The Voting Rights Act was passed in 1965. Prior to its enactment, poll taxes, and literacy tests were used extensively to prevent African Americans and other racial and language minorities from voting. The current efforts by some states to enact legislation requiring a photo ID to vote are considered an attack on the voting rights of some groups. I do not believe they are; they are justifiable under certain conditions.

Modern day efforts to suppress voter turnout, as observed by the American Civil Liberties Union include the following: photo ID’s, proof of citizenship for registration, reducing the number of days for early voting, restrictions on third party registration activities, limiting the ability of voters to change their address on Election Day, systematic purging of registered voters, challenging student voters as non-residents, unfounded voter fraud, and moving or closing voting precincts in minority communities. Clearly, some of these practices are meant to decrease voter turnout. Efforts to do this are unconstitutional and should be prohibited without exception.

The specific reform to be discussed herein pertains to the photo ID. According to the ACLU, one in four African Americans do not have a state photo ID, which  includes a driver’s license. And, many seniors and low-income citizens also have no ID. Some would assert, therefore, that any attempt to require an ID is only being done to “dilute minority voting strength or obstruct the ability of minority communities to elect candidates. This would be true if a fee were to be charged for the ID" or if obtaining it would be logistically burdensome.

Opponents to photo IDs say that there is no need to require them for voting because there has been no voter fraud of note. To quote Attorney General Eric Holder, “You constantly hear about voter fraud ... but you don’t see huge amounts of voter fraud out there." Well, this comment hardly gives me comfort and is beside the point. Actually, reliable voter registration is something that our government should attempt to guarantee. Our elections must be fair and the person who receives the most qualified votes should be the winner. In fact, voter fraud is one of the most important issues when the U.S. assists new nations in establishing their electoral systems. Yet, in our own country, we do not have true voter security. Our federal government should be preventing fraud, not reacting after it occurs.
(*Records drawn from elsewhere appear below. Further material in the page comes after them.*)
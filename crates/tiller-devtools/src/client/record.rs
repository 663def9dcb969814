//! Per-client state stored in the connection arena.

use std::collections::{HashMap, VecDeque};
use std::rc::Rc;

use serde_json::Value;

use crate::codec::{InspectorEvent, InspectorResponse};
use crate::deadline::Deadline;
use crate::listener::DevToolsListener;

/// Stable handle to a client record within a connection's arena.
#[derive(Debug, Clone, Copy, PartialEq, Eq, Hash)]
pub struct ClientHandle(pub(crate) usize);

/// Lifecycle of one outstanding command.
#[derive(Debug, Clone, Copy, PartialEq, Eq)]
pub(crate) enum ResponseState {
    /// The client is waiting for the response.
    Waiting,
    /// The response is blocked by a dialog that was open when the command
    /// was issued.
    Blocked,
    /// The client no longer cares about the response.
    Ignored,
    /// The response has been received.
    Received,
}

/// Bookkeeping for one outstanding command.
pub(crate) struct PendingResponse {
    pub state: ResponseState,
    pub method: String,
    pub deadline: Deadline,
    pub response: Option<InspectorResponse>,
}

/// The command-success notification currently being delivered.
pub(crate) struct CommandNotification {
    pub method: String,
    pub result: Option<Value>,
    pub deadline: Deadline,
}

/// Dialog bookkeeping for one client.
///
/// The browser reports dialogs in order; the closed event only arrives
/// once every dialog is gone, so the queues are cleared wholesale then.
#[derive(Default)]
pub(crate) struct DialogState {
    pub messages: VecDeque<String>,
    pub kinds: VecDeque<String>,
    pub prompt_text: String,
    pub autoaccept_beforeunload: bool,
}

/// One logical protocol session.
///
/// Invariant: a record with a parent has no children and vice versa; the
/// hierarchy is at most one level deep.
pub(crate) struct ClientRecord {
    pub id: String,
    pub session_id: String,
    pub is_root: bool,
    pub parent: Option<ClientHandle>,
    pub children: HashMap<String, ClientHandle>,
    /// Whether the handshake has completed since the last (re)connect.
    pub connected: bool,
    pub crashed: bool,
    pub detached: bool,
    pub is_main_page: bool,
    /// Session id of the BiDi mapper when commands are tunneled.
    pub tunnel_session_id: String,
    pub listeners: Vec<Rc<dyn DevToolsListener>>,
    pub unnotified_connect: VecDeque<Rc<dyn DevToolsListener>>,
    pub unnotified_event: VecDeque<Rc<dyn DevToolsListener>>,
    pub current_event: Option<Rc<InspectorEvent>>,
    pub unnotified_command: VecDeque<Rc<dyn DevToolsListener>>,
    pub current_command: Option<Rc<CommandNotification>>,
    pub pending: HashMap<i64, PendingResponse>,
    pub dialogs: DialogState,
}

impl ClientRecord {
    pub fn new(id: impl Into<String>, session_id: impl Into<String>, is_root: bool) -> Self {
        Self {
            id: id.into(),
            session_id: session_id.into(),
            is_root,
            parent: None,
            children: HashMap::new(),
            connected: false,
            crashed: false,
            detached: false,
            is_main_page: false,
            tunnel_session_id: String::new(),
            listeners: Vec::new(),
            unnotified_connect: VecDeque::new(),
            unnotified_event: VecDeque::new(),
            current_event: None,
            unnotified_command: VecDeque::new(),
            current_command: None,
            pending: HashMap::new(),
            dialogs: DialogState::default(),
        }
    }

    pub fn is_dialog_open(&self) -> bool {
        !self.dialogs.messages.is_empty()
    }

    /// Discards correlation and notification state after a transport loss.
    pub fn reset_wire_state(&mut self) {
        self.connected = false;
        self.pending.clear();
        self.unnotified_connect.clear();
        self.unnotified_event.clear();
        self.current_event = None;
        self.unnotified_command.clear();
        self.current_command = None;
    }
}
Section 5 of the Voter Rights Act requires that the federal government approve any changes in practices and procedures that relate to voting. The Department of Justice is responsible for blocking re-districting plans that create less competition or polarization racially or ideologically. This is the section of the law that Attorney General Holder referenced when he struck down several voting initiatives across the country.

In recent days, Fox News has pushed back regarding the photo ID controversy. Firstly, commentators have said that a desire to require a photo ID at the voting booth is not meant to hamper disadvantaged citizens; it is only being proposed to ensure the reliability of our election process. Skeptics may question what is in the hearts of these talking head, but I accept their assurances.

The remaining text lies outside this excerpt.